- WHAT YOU SHOULD DO
Where does the string "sync" occur in the records below? Copy every line that holds it.

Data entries
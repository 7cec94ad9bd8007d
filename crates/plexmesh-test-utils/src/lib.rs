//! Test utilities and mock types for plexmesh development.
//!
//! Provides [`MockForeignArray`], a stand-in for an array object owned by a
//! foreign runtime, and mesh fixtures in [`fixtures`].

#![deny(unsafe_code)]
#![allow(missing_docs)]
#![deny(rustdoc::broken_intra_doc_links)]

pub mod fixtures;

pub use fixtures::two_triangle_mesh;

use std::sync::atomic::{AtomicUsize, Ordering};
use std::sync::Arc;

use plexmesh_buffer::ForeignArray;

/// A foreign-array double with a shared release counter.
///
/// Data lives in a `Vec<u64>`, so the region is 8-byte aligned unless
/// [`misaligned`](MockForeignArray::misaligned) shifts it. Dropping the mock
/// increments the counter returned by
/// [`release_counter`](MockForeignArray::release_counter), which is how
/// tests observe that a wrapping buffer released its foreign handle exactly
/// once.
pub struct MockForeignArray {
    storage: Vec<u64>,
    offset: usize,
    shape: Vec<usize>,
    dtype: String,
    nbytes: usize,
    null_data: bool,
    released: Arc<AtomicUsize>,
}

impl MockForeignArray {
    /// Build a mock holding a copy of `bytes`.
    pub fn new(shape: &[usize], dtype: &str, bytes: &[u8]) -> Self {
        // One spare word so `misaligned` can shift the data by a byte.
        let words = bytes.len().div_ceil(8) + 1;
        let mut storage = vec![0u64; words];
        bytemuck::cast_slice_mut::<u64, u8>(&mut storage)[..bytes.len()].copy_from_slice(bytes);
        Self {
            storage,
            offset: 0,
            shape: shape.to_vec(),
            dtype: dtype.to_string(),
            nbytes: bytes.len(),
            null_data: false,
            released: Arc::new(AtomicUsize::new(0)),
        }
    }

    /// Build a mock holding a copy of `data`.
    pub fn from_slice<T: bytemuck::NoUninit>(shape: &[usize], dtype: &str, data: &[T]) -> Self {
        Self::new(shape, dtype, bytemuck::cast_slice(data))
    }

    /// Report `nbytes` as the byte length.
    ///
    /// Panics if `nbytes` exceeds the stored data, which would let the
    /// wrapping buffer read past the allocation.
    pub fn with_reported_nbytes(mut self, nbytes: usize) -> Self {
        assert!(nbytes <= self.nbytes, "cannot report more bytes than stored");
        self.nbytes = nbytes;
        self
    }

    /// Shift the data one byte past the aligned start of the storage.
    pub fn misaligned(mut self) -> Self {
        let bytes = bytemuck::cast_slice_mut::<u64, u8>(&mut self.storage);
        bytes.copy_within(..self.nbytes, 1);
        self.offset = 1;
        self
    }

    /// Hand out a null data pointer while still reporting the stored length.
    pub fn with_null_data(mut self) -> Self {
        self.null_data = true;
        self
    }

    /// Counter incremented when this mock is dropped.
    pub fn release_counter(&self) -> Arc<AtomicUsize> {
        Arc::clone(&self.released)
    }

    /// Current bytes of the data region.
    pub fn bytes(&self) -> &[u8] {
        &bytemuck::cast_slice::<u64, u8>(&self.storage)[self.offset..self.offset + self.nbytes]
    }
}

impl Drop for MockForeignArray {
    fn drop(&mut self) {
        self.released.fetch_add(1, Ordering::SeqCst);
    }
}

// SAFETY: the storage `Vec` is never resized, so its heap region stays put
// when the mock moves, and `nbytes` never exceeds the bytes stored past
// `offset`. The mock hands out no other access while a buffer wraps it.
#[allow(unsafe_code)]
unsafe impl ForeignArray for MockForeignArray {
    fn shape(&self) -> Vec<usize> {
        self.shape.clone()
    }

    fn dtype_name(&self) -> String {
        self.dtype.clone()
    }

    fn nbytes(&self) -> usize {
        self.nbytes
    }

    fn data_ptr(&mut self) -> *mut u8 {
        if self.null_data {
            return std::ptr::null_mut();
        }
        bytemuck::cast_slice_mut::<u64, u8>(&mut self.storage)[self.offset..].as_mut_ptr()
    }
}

* * *

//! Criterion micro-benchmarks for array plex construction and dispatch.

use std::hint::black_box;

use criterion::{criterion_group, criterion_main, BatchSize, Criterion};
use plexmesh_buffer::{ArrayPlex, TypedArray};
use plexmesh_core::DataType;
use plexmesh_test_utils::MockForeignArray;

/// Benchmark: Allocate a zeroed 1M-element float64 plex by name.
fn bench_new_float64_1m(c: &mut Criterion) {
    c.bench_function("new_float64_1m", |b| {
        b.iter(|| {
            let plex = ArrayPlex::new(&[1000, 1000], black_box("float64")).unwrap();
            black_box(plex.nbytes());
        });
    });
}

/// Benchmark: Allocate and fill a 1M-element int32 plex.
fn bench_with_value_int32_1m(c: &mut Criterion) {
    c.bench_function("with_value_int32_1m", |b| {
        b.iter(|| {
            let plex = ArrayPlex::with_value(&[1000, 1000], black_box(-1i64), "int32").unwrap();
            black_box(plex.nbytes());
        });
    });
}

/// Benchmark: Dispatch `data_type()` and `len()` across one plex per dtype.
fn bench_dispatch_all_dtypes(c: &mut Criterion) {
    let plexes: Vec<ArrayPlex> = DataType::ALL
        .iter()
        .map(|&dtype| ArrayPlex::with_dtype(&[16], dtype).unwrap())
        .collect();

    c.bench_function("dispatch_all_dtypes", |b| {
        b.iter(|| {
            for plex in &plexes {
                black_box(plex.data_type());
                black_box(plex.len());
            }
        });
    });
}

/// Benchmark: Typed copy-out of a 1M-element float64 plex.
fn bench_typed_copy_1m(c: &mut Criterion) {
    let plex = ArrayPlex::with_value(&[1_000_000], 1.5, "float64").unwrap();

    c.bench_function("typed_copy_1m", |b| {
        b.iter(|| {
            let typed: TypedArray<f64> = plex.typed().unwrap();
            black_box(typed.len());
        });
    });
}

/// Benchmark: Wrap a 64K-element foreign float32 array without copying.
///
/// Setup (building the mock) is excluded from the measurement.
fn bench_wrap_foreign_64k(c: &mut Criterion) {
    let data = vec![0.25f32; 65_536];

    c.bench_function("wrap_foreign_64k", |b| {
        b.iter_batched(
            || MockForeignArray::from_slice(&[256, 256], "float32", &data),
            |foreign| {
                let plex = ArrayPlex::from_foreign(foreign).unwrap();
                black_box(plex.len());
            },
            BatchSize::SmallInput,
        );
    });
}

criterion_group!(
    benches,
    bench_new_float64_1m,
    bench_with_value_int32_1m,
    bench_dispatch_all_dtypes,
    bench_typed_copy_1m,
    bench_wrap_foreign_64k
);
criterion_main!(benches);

...

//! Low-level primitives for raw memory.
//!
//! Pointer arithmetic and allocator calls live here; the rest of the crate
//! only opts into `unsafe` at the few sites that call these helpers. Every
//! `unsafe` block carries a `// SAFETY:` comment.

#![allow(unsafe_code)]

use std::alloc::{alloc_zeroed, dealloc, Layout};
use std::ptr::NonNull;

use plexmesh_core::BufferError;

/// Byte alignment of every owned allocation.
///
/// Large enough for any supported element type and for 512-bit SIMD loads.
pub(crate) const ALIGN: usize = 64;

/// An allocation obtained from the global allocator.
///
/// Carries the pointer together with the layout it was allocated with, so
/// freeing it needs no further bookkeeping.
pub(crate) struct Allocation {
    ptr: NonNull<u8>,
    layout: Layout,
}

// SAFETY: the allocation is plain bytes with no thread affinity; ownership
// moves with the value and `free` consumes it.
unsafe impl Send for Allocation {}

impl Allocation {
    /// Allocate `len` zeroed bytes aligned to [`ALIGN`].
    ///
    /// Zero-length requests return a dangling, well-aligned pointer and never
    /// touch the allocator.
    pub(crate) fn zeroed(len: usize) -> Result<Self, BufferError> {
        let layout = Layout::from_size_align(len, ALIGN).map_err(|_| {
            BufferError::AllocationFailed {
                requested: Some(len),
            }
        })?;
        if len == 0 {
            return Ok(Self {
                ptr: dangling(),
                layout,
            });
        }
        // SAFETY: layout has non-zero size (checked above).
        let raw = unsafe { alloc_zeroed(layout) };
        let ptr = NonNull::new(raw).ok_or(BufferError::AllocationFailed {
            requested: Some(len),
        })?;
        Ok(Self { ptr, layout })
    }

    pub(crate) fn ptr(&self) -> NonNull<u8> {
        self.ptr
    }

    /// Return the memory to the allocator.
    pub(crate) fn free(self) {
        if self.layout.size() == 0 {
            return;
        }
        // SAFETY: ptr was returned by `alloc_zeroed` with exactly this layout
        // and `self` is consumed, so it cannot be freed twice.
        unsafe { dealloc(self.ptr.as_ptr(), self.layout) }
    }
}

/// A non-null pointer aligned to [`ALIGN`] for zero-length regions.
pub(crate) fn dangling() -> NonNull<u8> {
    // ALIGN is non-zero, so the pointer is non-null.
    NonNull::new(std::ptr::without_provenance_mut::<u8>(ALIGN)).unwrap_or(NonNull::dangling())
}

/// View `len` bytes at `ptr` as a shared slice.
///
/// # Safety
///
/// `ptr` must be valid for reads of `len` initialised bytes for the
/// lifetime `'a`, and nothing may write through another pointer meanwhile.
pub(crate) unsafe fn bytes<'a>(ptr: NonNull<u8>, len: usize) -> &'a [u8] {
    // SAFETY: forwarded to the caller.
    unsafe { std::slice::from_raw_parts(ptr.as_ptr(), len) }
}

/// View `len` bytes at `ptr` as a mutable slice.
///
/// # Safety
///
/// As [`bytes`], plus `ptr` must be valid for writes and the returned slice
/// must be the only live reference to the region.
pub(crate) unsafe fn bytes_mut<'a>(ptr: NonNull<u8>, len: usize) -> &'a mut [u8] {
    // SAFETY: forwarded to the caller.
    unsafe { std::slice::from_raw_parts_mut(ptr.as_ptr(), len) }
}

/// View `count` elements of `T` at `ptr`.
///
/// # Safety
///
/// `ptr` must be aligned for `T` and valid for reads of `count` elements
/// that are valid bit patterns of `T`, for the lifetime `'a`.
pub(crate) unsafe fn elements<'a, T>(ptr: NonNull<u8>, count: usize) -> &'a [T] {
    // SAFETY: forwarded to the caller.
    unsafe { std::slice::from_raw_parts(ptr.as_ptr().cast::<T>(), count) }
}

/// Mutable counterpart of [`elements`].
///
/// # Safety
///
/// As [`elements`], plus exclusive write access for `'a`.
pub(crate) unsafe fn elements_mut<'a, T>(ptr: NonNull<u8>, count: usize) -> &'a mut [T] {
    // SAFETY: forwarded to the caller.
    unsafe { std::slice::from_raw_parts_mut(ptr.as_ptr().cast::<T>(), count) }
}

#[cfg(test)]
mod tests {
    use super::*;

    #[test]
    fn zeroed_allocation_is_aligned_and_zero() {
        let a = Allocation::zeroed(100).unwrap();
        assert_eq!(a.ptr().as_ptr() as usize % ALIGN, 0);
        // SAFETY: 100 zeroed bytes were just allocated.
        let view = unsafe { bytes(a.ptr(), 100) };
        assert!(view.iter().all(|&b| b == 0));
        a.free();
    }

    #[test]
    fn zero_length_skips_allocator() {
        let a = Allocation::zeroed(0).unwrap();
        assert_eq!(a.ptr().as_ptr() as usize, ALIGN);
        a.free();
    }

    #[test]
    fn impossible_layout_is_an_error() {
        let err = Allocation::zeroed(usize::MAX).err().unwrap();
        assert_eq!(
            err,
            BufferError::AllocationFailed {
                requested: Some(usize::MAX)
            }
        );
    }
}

- RESPONSE BOX
use std::sync::atomic::{AtomicUsize, Ordering};
use std::sync::Arc;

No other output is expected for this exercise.